I'm currently trying a cbt programme that is helping slowly but surely (very slowly) and I still feel I have more bad days than good ones. I've realised that the less I do the worse I feel so I do try to make an effort to get out with him but still can't make it to the park - it's the next goal on my exposure ladder so hope I will be able to consistently make it there soon. It's very hard though, I too feel stuck in a rut. I feel like I take one step forwards and two steps backwards and find it hard to maintain any motivation to help myself. I'm definitely at a very low ebb and my anxiety is the worst it has ever been.

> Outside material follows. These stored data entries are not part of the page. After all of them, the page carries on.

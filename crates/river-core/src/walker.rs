//! Chain walking: head, tail and single forward steps
//!
//! Walks are recomputed from scratch on every call. Both directions stop on
//! the first revisited note, so closed rings and rho-shaped chains terminate.

use std::collections::HashSet;

use tracing::debug;

use crate::choose::{Choice, Disambiguator};
use crate::index::BacklinkIndex;
use crate::note::NoteId;
use crate::resolve::{successors_of, PredecessorResolver};
use crate::traits::{LinkResolver, MetadataReader, NotificationSink};

/// Result of walking forward to the end of a river
#[derive(Debug, Clone, PartialEq, Eq)]
pub enum TailWalk {
    Tail(NoteId),
    /// A branch-point prompt was abandoned
    Cancelled,
}

/// Result of a single forward step
#[derive(Debug, Clone, PartialEq, Eq)]
pub enum NextStep {
    /// The note has no successor
    End,
    Next(NoteId),
    Cancelled,
}

/// Composes the resolvers into head/tail searches
pub struct ChainWalker<'a> {
    predecessors: PredecessorResolver<'a>,
}

impl<'a> ChainWalker<'a> {
    pub fn new(
        metadata: &'a dyn MetadataReader,
        links: &'a dyn LinkResolver,
        notices: &'a dyn NotificationSink,
    ) -> Self {
        Self {
            predecessors: PredecessorResolver::new(metadata, links, notices),
        }
    }

    pub fn resolver(&self) -> &PredecessorResolver<'a> {
        &self.predecessors
    }

    /// One step backwards
    pub fn previous_of(&self, note: &NoteId) -> Option<NoteId> {
        self.predecessors.previous_of(note)
    }

    /// Candidates for one step forwards
    pub fn successors_of(&self, note: &NoteId, index: &BacklinkIndex) -> Vec<NoteId> {
        successors_of(note, index, self.predecessors.metadata())
    }

    /// Follow `previous` until it runs out or loops.
    ///
    /// On a ring through `start` this returns the last note before the ring
    /// closes back onto `start`.
    pub fn find_head(&self, start: &NoteId) -> NoteId {
        let mut current = start.clone();
        let mut visited = HashSet::from([start.clone()]);

        while let Some(previous) = self.previous_of(&current) {
            if previous == *start {
                debug!(start = %start, at = %current, "river loops back to its start");
                break;
            }
            if !visited.insert(previous.clone()) {
                debug!(start = %start, at = %current, repeat = %previous, "cycle while walking back");
                break;
            }
            current = previous;
        }

        current
    }

    /// Follow successors until none are left or the walk loops.
    ///
    /// Branch points go through `chooser`; a cancelled choice cancels the
    /// whole walk.
    pub async fn find_tail(
        &self,
        start: &NoteId,
        index: &BacklinkIndex,
        chooser: &dyn Disambiguator,
    ) -> TailWalk {
        let mut current = start.clone();
        let mut visited = HashSet::from([start.clone()]);

        loop {
            let nexts = self.successors_of(&current, index);
            if nexts.is_empty() {
                return TailWalk::Tail(current);
            }
            if nexts.contains(start) {
                debug!(start = %start, at = %current, "river loops back to its start");
                return TailWalk::Tail(current);
            }

            let next = match pick(nexts, chooser).await {
                Choice::Chosen(next) => next,
                Choice::Cancelled => {
                    debug!(start = %start, at = %current, "tail walk cancelled");
                    return TailWalk::Cancelled;
                }
            };

            if !visited.insert(next.clone()) {
                debug!(start = %start, at = %current, repeat = %next, "cycle while walking forward");
                return TailWalk::Tail(current);
            }
            current = next;
        }
    }

    /// A single "go to next" step
    pub async fn next_of(
        &self,
        note: &NoteId,
        index: &BacklinkIndex,
        chooser: &dyn Disambiguator,
    ) -> NextStep {
        let nexts = self.successors_of(note, index);
        if nexts.is_empty() {
            return NextStep::End;
        }

        match pick(nexts, chooser).await {
            Choice::Chosen(next) => NextStep::Next(next),
            Choice::Cancelled => NextStep::Cancelled,
        }
    }
}

/// A lone candidate is taken without asking
async fn pick(mut candidates: Vec<NoteId>, chooser: &dyn Disambiguator) -> Choice {
    if candidates.len() == 1 {
        return Choice::Chosen(candidates.remove(0));
    }
    chooser.choose_one(&candidates).await
}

Sorry for the very long rambling message! I just wanted to let you (and any others out there reading this) know that you are definitely not alone and I find it a help to know that I am not alone either. It is so isolating feeling like this and I often feel I am a bad mother and my son would be better off with someone else who could do lots of things with him. We are trying our best as mums, motherhood is plagued with guilt at every turn anyway, our children love us and they are happy and healthy which is the main thing. We won't always be at such a low ebb, the only way is up after all!

Sending you a virtual hug and all the best wishes in the world :) xxx

Jamesflames
20-04-15, 13:23
I'm a dad with similar feelings of guilt. It was my youngests 6th birthday party on Saturday and I ended up unable to go as agora got in the way. It's left me feeling a bit defeated and depressed really, but I can't give up.

You aren't alone with these feelings Margaret. Try not to beat yourself up over it. Keep pushing for recovery as even a few small achievements can lift your mood and help you get better.